→ **TASK INPUTS**
//! End-to-end tests against a running deployment
//!
//! These tests require:
//! 1. PostgreSQL database running
//! 2. Redis running
//! 3. API server running on configured port
//! 4. Worker process running
//! 5. Cloudflare Workers AI and R2 credentials configured
//!
//! Run with: cargo test --test e2e_test -- --ignored --nocapture
//!
//! Set API_BASE_URL to override default (http://localhost:3000)

mod fixtures;
mod helpers;

use fixtures::*;
use helpers::*;
use serde_json::json;

/// Get base URL from env or default to localhost
fn get_base_url() -> String {
    std::env::var("API_BASE_URL").unwrap_or_else(|_| "http://localhost:3000".to_string())
}

#[tokio::test]
#[ignore] // Requires running API server, worker, and all infrastructure
async fn test_e2e_health_check() {
    let base_url = get_base_url();
    let client = reqwest::Client::new();

    let response = client
        .get(format!("{}/health", base_url))
        .send()
        .await
        .expect("Health check failed");

    assert!(
        response.status().is_success(),
        "Health check returned non-success status: {}",
        response.status()
    );

    println!("✓ Health check passed");
}

#[tokio::test]
#[ignore] // Requires running API server, worker, and all infrastructure
async fn test_e2e_generate_post() {
    let fixture = &POST_FIXTURES[2];
    let base_url = get_base_url();
    let client = reqwest::Client::new();

    println!("Generating post: {} - {}", fixture.title, fixture.description);

    let submitted = submit_post(&client, &base_url, &submit_body(fixture))
        .await
        .expect("Submit failed");
    assert_eq!(submitted.status, "queued");

    let job = poll_job_status(&client, &base_url, submitted.job_id, 600)
        .await
        .expect("Job did not finish");

    match job.status.as_str() {
        "completed" => {
            assert!(job.caption.as_deref().is_some_and(|c| !c.is_empty()));
            assert_eq!(job.images.len(), 9);
            assert_eq!(job.progress.images_completed, 9);
            assert!(job.progress.failed_images.is_empty());
            println!("  ✓ completed with {} hashtags", job.hashtags.map_or(0, |h| h.len()));
        }
        "failed" => {
            // A partial carousel is a legitimate outcome; it must be self-consistent.
            assert_eq!(
                job.images.len() as i32 + job.progress.failed_images.len() as i32,
                job.progress.images_total
            );
            assert!(job.progress.last_error.is_some());
            println!("  ✓ failed consistently: missing {:?}", job.progress.failed_images);
        }
        other => panic!("Unexpected terminal status {other}"),
    }
}

#[tokio::test]
#[ignore] // Requires running API server, worker, and all infrastructure
async fn test_e2e_cancel_post() {
    let base_url = get_base_url();
    let client = reqwest::Client::new();

    let submitted = submit_post(&client, &base_url, &submit_body(&POST_FIXTURES[0]))
        .await
        .expect("Submit failed");

    let response = client
        .post(format!("{}/api/v1/posts/{}/cancel", base_url, submitted.job_id))
        .send()
        .await
        .expect("Cancel request failed");
    assert!(response.status().is_success() || response.status().as_u16() == 409);

    let job = poll_job_status(&client, &base_url, submitted.job_id, 120)
        .await
        .expect("Job did not settle");
    println!("  ✓ job settled as {}", job.status);
}

#[tokio::test]
#[ignore] // Requires running API server, worker, and all infrastructure
async fn test_e2e_invalid_submission_rejected() {
    let base_url = get_base_url();
    let client = reqwest::Client::new();

    let response = client
        .post(format!("{}/api/v1/posts", base_url))
        .json(&json!({
            "concept": { "title": "" },
            "platform": "instagram",
            "style": "s",
            "voice": "v",
            "source_refs": []
        }))
        .send()
        .await
        .expect("Request failed");

    assert_eq!(response.status().as_u16(), 422);
}

#[tokio::test]
#[ignore] // Requires running API server, worker, and all infrastructure
async fn test_e2e_unknown_job_is_404() {
    let base_url = get_base_url();
    let client = reqwest::Client::new();

    let response = client
        .get(format!("{}/api/v1/posts/{}", base_url, uuid::Uuid::new_v4()))
        .send()
        .await
        .expect("Request failed");

    assert_eq!(response.status().as_u16(), 404);
}
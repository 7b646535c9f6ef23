//! Postgres access: pool setup, embedded migrations, queries and the store seams.

pub mod memory;
pub mod queries;
pub mod store;

use std::time::Duration;

use sqlx::migrate::MigrateError;
use sqlx::{postgres::PgPoolOptions, PgPool};

/// Connect to PostgreSQL. Workers size the pool to their concurrency.
pub async fn init_pool(database_url: &str, max_connections: u32) -> Result<PgPool, sqlx::Error> {
    PgPoolOptions::new()
        .max_connections(max_connections.max(2))
        .min_connections(1)
        .acquire_timeout(Duration::from_secs(10))
        .idle_timeout(Duration::from_secs(600))
        .connect(database_url)
        .await
}

/// Apply the migrations embedded from `./migrations`.
pub async fn run_migrations(pool: &PgPool) -> Result<(), MigrateError> {
    sqlx::migrate!("./migrations").run(pool).await
}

→ **WHAT IS BEING ASKED**
Your task for the entries above: copy exactly the span starting with the line with "async fn test_e2e_unknown_job_is_404()" and going on through the line with "to their concurrency.", both lines included, and nothing else.

→ **RESULT OF THIS EXERCISE**
async fn test_e2e_unknown_job_is_404() {
    let base_url = get_base_url();
    let client = reqwest::Client::new();

    let response = client
        .get(format!("{}/api/v1/posts/{}", base_url, uuid::Uuid::new_v4()))
        .send()
        .await
        .expect("Request failed");

    assert_eq!(response.status().as_u16(), 404);
}
repository 7b646535c9f6ef23
//! Postgres access: pool setup, embedded migrations, queries and the store seams.

pub mod memory;
pub mod queries;
pub mod store;

use std::time::Duration;

use sqlx::migrate::MigrateError;
use sqlx::{postgres::PgPoolOptions, PgPool};

/// Connect to PostgreSQL. Workers size the pool to their concurrency.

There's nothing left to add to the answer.